**THE DATA:**
impl ConsoleShell {
    /// Run the access gate and, once it authorizes, load users and news.
    ///
    /// No privileged call is made before the gate completes.
    ///
    /// # Errors
    ///
    /// Returns the route to redirect to when the caller may not enter.
    #[instrument(skip(observer, backend))]
    pub async fn mount(
        observer: SessionObserver,
        backend: Arc<dyn Backend>,
        page_size: u32,
    ) -> Result<Self, &'static str> {
        let viewer = match AccessGate::new(&observer, backend.as_ref()).authorize().await {
            GateDecision::Authorized(profile) => profile,
            GateDecision::Redirect(target) => return Err(target),
        };

        let directory = Arc::new(PagedSortedDirectory::new(Arc::clone(&backend), page_size));
        let shell = Self {
            subscription: observer.subscribe(),
            observer,
            viewer,
            roles: RoleToggleController::new(Arc::clone(&backend), Arc::clone(&directory)),
            editor: ContentEditor::new(Arc::clone(&backend)),
            backend,
            directory,
            tab: RwLock::new(Tab::default()),
            notices: Mutex::new(Vec::new()),
        };

        let (users, news) = tokio::join!(shell.directory.refresh(), shell.editor.load());
        for result in [users, news] {
            if let Flow::Redirect(target) = shell.settle(result, None).await {
                return Err(target);
            }
        }

        info!(admin_id = %shell.viewer.id, "Console mounted");
        Ok(shell)
    }

    /// The session cell this shell listens to.
    #[must_use]
    pub const fn observer(&self) -> &SessionObserver {
        &self.observer
    }

    /// The admin using the console.
    #[must_use]
    pub const fn viewer(&self) -> &Profile {
        &self.viewer
    }

    pub async fn active_tab(&self) -> Tab {
        *self.tab.read().await
    }

    /// Run the access gate again for an already mounted shell.
    ///
    /// # Errors
    ///
    /// Returns the route to redirect to when the caller is no longer an admin.
    #[instrument(skip(self), fields(admin_id = %self.viewer.id))]
    pub async fn reauthorize(&self) -> Result<(), &'static str> {
        match AccessGate::new(&self.observer, self.backend.as_ref())
            .authorize()
            .await
        {
            GateDecision::Authorized(_) => Ok(()),
            GateDecision::Redirect(target) => Err(target),
        }
    }

    /// Whether the session that mounted this shell is still the current one.
    #[must_use]
    pub fn session_active(&self) -> bool {
        self.subscription
            .current()
            .is_some_and(|identity| identity.id == self.viewer.id)
    }

    /// Snapshot for rendering. Drains pending notices.
    pub async fn view(&self) -> ConsoleView {
        let directory = self.directory.current_page().await;
        let directory_loaded = self.directory.is_loaded().await;
        let news = self.editor.items().await;
        let news_loaded = self.editor.is_loaded().await;

        let summary = DashboardSummary {
            total_users: directory_loaded.then_some(directory.total_count),
            total_news: news_loaded.then_some(news.len()),
            published_news: news_loaded
                .then(|| news.iter().filter(|item| item.is_published).count()),
            current_page: directory.page,
            total_pages: directory.total_pages(),
            page_size: directory.page_size,
            sort_key: directory.sort_key,
            sort_order: directory.sort_order,
        };

        ConsoleView {
            tab: self.active_tab().await,
            viewer: self.viewer.clone(),
            directory,
            directory_loaded,
            news,
            news_loaded,
            buffer: self.editor.buffer().await,
            pending_delete: self.editor.pending_delete().await,
            summary,
            notices: std::mem::take(&mut *self.notices.lock().await),
        }
    }

    /// Move to `tab`, loading users or news on first entry.
    pub async fn select_tab(&self, tab: Tab) -> Flow {
        if let Some(flow) = self.guard() {
            return flow;
        }

        *self.tab.write().await = tab;
        let result = match tab {
            Tab::Users => {
                if self.directory.is_loaded().await {
                    Ok(())
                } else {
                    self.directory.refresh().await
                }
            }
            Tab::News => {
                if self.editor.is_loaded().await {
                    Ok(())
                } else {
                    self.editor.load().await
                }
            }
            Tab::Dashboard | Tab::Stats | Tab::Logs => Ok(()),
        };
        self.settle(result, None).await
    }

    pub async fn navigate_users(&self, to: PageMove) -> Flow {
        if let Some(flow) = self.guard() {
            return flow;
        }

        let result = match to {
            PageMove::Previous => self.directory.previous_page().await,
            PageMove::Next => self.directory.next_page().await,
            PageMove::Goto(page) => self.directory.set_page(page).await,
        };
        self.settle(result, None).await
    }

    /// Change the sort key and/or order. The page number is kept.
    pub async fn sort_users(&self, key: Option<SortKey>, order: Option<SortOrder>) -> Flow {
        if let Some(flow) = self.guard() {
            return flow;
        }

        if let Some(key) = key {
            let flow = self.settle(self.directory.set_sort_key(key).await, None).await;
            if flow != Flow::Continue {
                return flow;
            }
        }
        match order {
            Some(order) => {
                self.settle(self.directory.set_sort_order(order).await, None)
                    .await
            }
            None => Flow::Continue,
        }
    }

    pub async fn toggle_sort_order(&self) -> Flow {
        if let Some(flow) = self.guard() {
            return flow;
        }
        self.settle(self.directory.toggle_sort_order().await, None)
            .await
    }

    /// Manual retry of the directory fetch.
    pub async fn refresh_users(&self) -> Flow {
        if let Some(flow) = self.guard() {
            return flow;
        }
        self.settle(self.directory.refresh().await, None).await
    }

    pub async fn toggle_role(&self, target: IdentityId, current: Role) -> Flow {
        if let Some(flow) = self.guard() {
            return flow;
        }

        let result = self.roles.toggle_role(target, current).await.map(|_| ());
        self.settle(result, Some("Role updated")).await
    }

    pub async fn begin_create(&self) -> Flow {
        if let Some(flow) = self.guard() {
            return flow;
        }
        self.editor.begin_create().await;
        Flow::Continue
    }

    pub async fn begin_edit(&self, id: NewsId) -> Flow {
        if let Some(flow) = self.guard() {
            return flow;
        }

        match self.editor.item(id).await {
            Some(item) => self.editor.begin_edit(&item).await,
            None => self.notify(Notice::warning("That news item is no longer listed")).await,
        }
        Flow::Continue
    }

    /// Store the submitted draft and save it.
    ///
    /// `target` is the item the submitted form was editing, if any. It must
    /// agree with the edit buffer, so a save never turns an update into a
    /// create.
    pub async fn save_news(
        &self,
        title: String,
        content: String,
        target: Option<NewsId>,
    ) -> Flow {
        if let Some(flow) = self.guard() {
            return flow;
        }

        if let Err(e) = self.editor.retarget(target).await {
            return self.settle(Err(e), None).await;
        }
        self.editor.update_draft(title, content).await;
        self.settle(self.editor.save().await, Some("News saved"))
            .await
    }

    pub async fn toggle_publish(&self, id: NewsId, current: bool) -> Flow {
        if let Some(flow) = self.guard() {
            return flow;
        }

        let message = if current { "News unpublished" } else { "News published" };
        self.settle(self.editor.toggle_publish(id, current).await, Some(message))
            .await
    }

    pub async fn request_delete(&self, id: NewsId) -> Flow {
        if let Some(flow) = self.guard() {
            return flow;
        }
        self.editor.request_delete(id).await;
        Flow::Continue
    }

    pub async fn confirm_delete(&self, id: NewsId) -> Flow {
        if let Some(flow) = self.guard() {
            return flow;
        }
        self.settle(self.editor.confirm_delete(id).await, Some("News deleted"))
            .await
    }

    pub async fn cancel_delete(&self) -> Flow {
        if let Some(flow) = self.guard() {
            return flow;
        }
        self.editor.cancel_delete().await;
        Flow::Continue
    }

    /// Manual retry of the news fetch.
    pub async fn refresh_news(&self) -> Flow {
        if let Some(flow) = self.guard() {
            return flow;
        }
        self.settle(self.editor.load().await, None).await
    }

    async fn notify(&self, notice: Notice) {
        self.notices.lock().await.push(notice);
    }

    fn guard(&self) -> Option<Flow> {
        (!self.session_active()).then_some(Flow::Redirect(LOGIN_ROUTE))
    }

    /// Recover from a component result at the shell boundary.
    async fn settle(&self, result: Result<(), ConsoleError>, success: Option<&str>) -> Flow {
        let e = match result {
            Ok(()) => {
                if let Some(message) = success {
                    self.notify(Notice::info(message)).await;
                }
                return Flow::Continue;
            }
            Err(e) => e,
        };

        if e.is_session_expired() {
            warn!(admin_id = %self.viewer.id, "Backend session expired");
            self.observer.publish(None);
            return Flow::Redirect(LOGIN_ROUTE);
        }

        match e {
            ConsoleError::Redirect(target) => {
                warn!(
                    admin_id = %self.viewer.id,
                    redirect = target,
                    "Backend refused console access"
                );
                return Flow::Redirect(target);
            }
            ConsoleError::Fetch { resource, .. } => {
                warn!(error = %e, "Console fetch failed");
                self.notify(Notice::warning(format!(
                    "Could not load {resource}; showing the last loaded data. Try again."
                )))
                .await;
            }
            ConsoleError::Mutation { .. } => {
                error!(error = %e, "Console mutation failed");
                self.notify(Notice::error(e.to_string())).await;
            }
            ConsoleError::Validation(message) => {
                self.notify(Notice::error(message)).await;
            }
        }
        Flow::Continue
    }
}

**WHAT TO DO:**
Set down exactly the lines from the start of the records to the line with "#[instrument(skip(observer, backend))]". Include that line, and add nothing more.

**PROBLEM SOLUTION:**
impl ConsoleShell {
    /// Run the access gate and, once it authorizes, load users and news.
    ///
    /// No privileged call is made before the gate completes.
    ///
    /// # Errors
    ///
    /// Returns the route to redirect to when the caller may not enter.
    #[instrument(skip(observer, backend))]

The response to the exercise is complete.